Выручил капитан Нечеса. Поковырял сизый свой нос и сказал:
— А мы… это, да, армянский — знаешь? Одын ходыт, другой ходыт… двэнадцатый ходыт, что такой?
Шмит почти улыбнулся:
— А-а, двэнадцатый ходыт? Стало быть, капитан-Нечесовы дети…
Все подхватили, загоготали облегченно:
«Что же, он даже и ничего вовсе, даже и шутит»…
Шмит обвел их всех острыми, железно-серыми глазами, каждого ощупал отдельно и сказал:
— Господа, а не осточертело вам здесь? Не пора ли чего-нибудь этакого похлеще? А? Не ахнуть ли нам в город, в ланцепуповский клубик, например? Чуть ли не с год ведь не были.
Шмит глядел, искал: «Поедут — не поедут? А вдруг — поедут, и мы там где-нибудь встретим Аза… Азанчеева? Вдруг — ведь может же»…
Публика оживилась.
— Теперь? Да ведь о полночь уж… С ума спятить! — всю ночь переть туда — ехать… Ветер, качать будет…
— Ну-с? Как же? — усмешкой хлестнул Шмит Андрея Иваныча, уперся в широкий Андрея-Иванычев лоб.
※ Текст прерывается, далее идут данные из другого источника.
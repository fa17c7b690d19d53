//! Handlers for `POST /functions/v1/analyze-image` and `POST /functions/v1/translate`.

use axum::{
    extract::{rejection::JsonRejection, State},
    http::StatusCode,
    Json,
};
use tracing::{error, info_span, warn, Instrument};
use uuid::Uuid;

use explica_core::{
    AnalysisRequest, AnalysisResponse, ExplicaError, TranslationRequest, TranslationResponse,
};

use crate::error::ApiError;
use crate::server::GatewayState;

fn not_configured() -> ExplicaError {
    error!("AI gateway API key not configured");
    ExplicaError::Configuration("AI gateway API key not configured".into())
}

fn invalid_body(rejection: JsonRejection) -> ExplicaError {
    if rejection.status() == StatusCode::PAYLOAD_TOO_LARGE {
        warn!(error = %rejection, "Rejected oversized request body");
        return ExplicaError::PayloadTooLarge;
    }
    warn!(error = %rejection, "Rejected malformed request body");
    ExplicaError::MissingInput("Corpo da requisição inválido".into())
}

/// Analyse an image (or answer a follow-up about it).
pub async fn analyze_image(
    State(state): State<GatewayState>,
    payload: Result<Json<AnalysisRequest>, JsonRejection>,
) -> Result<Json<AnalysisResponse>, ApiError> {
    let Json(request) = payload.map_err(|e| ApiError::analysis(invalid_body(e)))?;

    if request.image_base64.trim().is_empty() {
        return Err(ApiError::analysis(ExplicaError::MissingInput(
            "Nenhuma imagem fornecida".into(),
        )));
    }
    let analyzer = state
        .analyzer
        .clone()
        .ok_or_else(|| ApiError::analysis(not_configured()))?;

    let span = info_span!(
        "analyze_image",
        request_id = %Uuid::new_v4(),
        follow_up = request.previous_analysis.is_some()
    );
    async move {
        match analyzer.analyze(&request).await {
            Ok(response) => Ok(Json(response)),
            Err(e) => {
                error!(error = %e, "Error in analyze-image function");
                Err(ApiError::analysis(e))
            }
        }
    }
    .instrument(span)
    .await
}

/// Translate a block of text into the target language.
pub async fn translate(
    State(state): State<GatewayState>,
    payload: Result<Json<TranslationRequest>, JsonRejection>,
) -> Result<Json<TranslationResponse>, ApiError> {
    let Json(request) = payload.map_err(|e| ApiError::translation(invalid_body(e)))?;

    if request.text.trim().is_empty() || request.target_language.trim().is_empty() {
        return Err(ApiError::translation(ExplicaError::MissingInput(
            "Texto e idioma de destino são obrigatórios".into(),
        )));
    }
    let translator = state
        .translator
        .clone()
        .ok_or_else(|| ApiError::translation(not_configured()))?;

    let span = info_span!(
        "translate",
        request_id = %Uuid::new_v4(),
        target_language = %request.target_language
    );
    async move {
        match translator.translate(&request).await {
            Ok(translated_text) => Ok(Json(TranslationResponse { translated_text })),
            Err(e) => {
                error!(error = %e, "Error in translate function");
                Err(ApiError::translation(e))
            }
        }
    }
    .instrument(span)
    .await
}

/// Pre-flight requests that bypass the CORS layer still get an empty success.
pub async fn preflight() -> StatusCode {
    StatusCode::OK
}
Андрей Иваныч вышел вперед и сказал, хотя и не знал даже толком, что за клуб такой ланцепупов, — сказал:
— Я еду.
Лиха беда начать, а там уж пойдет. Загалдели: — и я, и я! Засуетились, застегивали шинели, пошли к берегу. Не поехал только Нечеса.
На воде был такой холодина, что все языки подвязались. Свистел, жуть нагонял ветер. Дремали, сидя. Без конца, всю ночь, колотилась головою волна о железный борт.
Подъезжали на рассвете. Медленно, презрительно, величаво выкатывалось из воды солнце. Сразу стало стыдно клевать носом, вскочили, глядели на непроснувшийся, розово-синий на горе город.
Растолкали на пристани китайцев-извозчиков и покатили гуськом на пяти дребезгливых подводах на самый край города.
На звонок дверь, как у Кащея во дворце, сама растворилась: людей не видать было. Шопотом, воровато вошли в приготовленную комнату, вида необычного, очень длинную: коридор, а не комната. У одной стены — узкий, весь в бутылках, стол. А насупротив, где окна — ничего: пусто, гладко.
Шмит налил полнехонек стакан рома, выпил, рука у него чуть дрожала, глаза узились и кололи.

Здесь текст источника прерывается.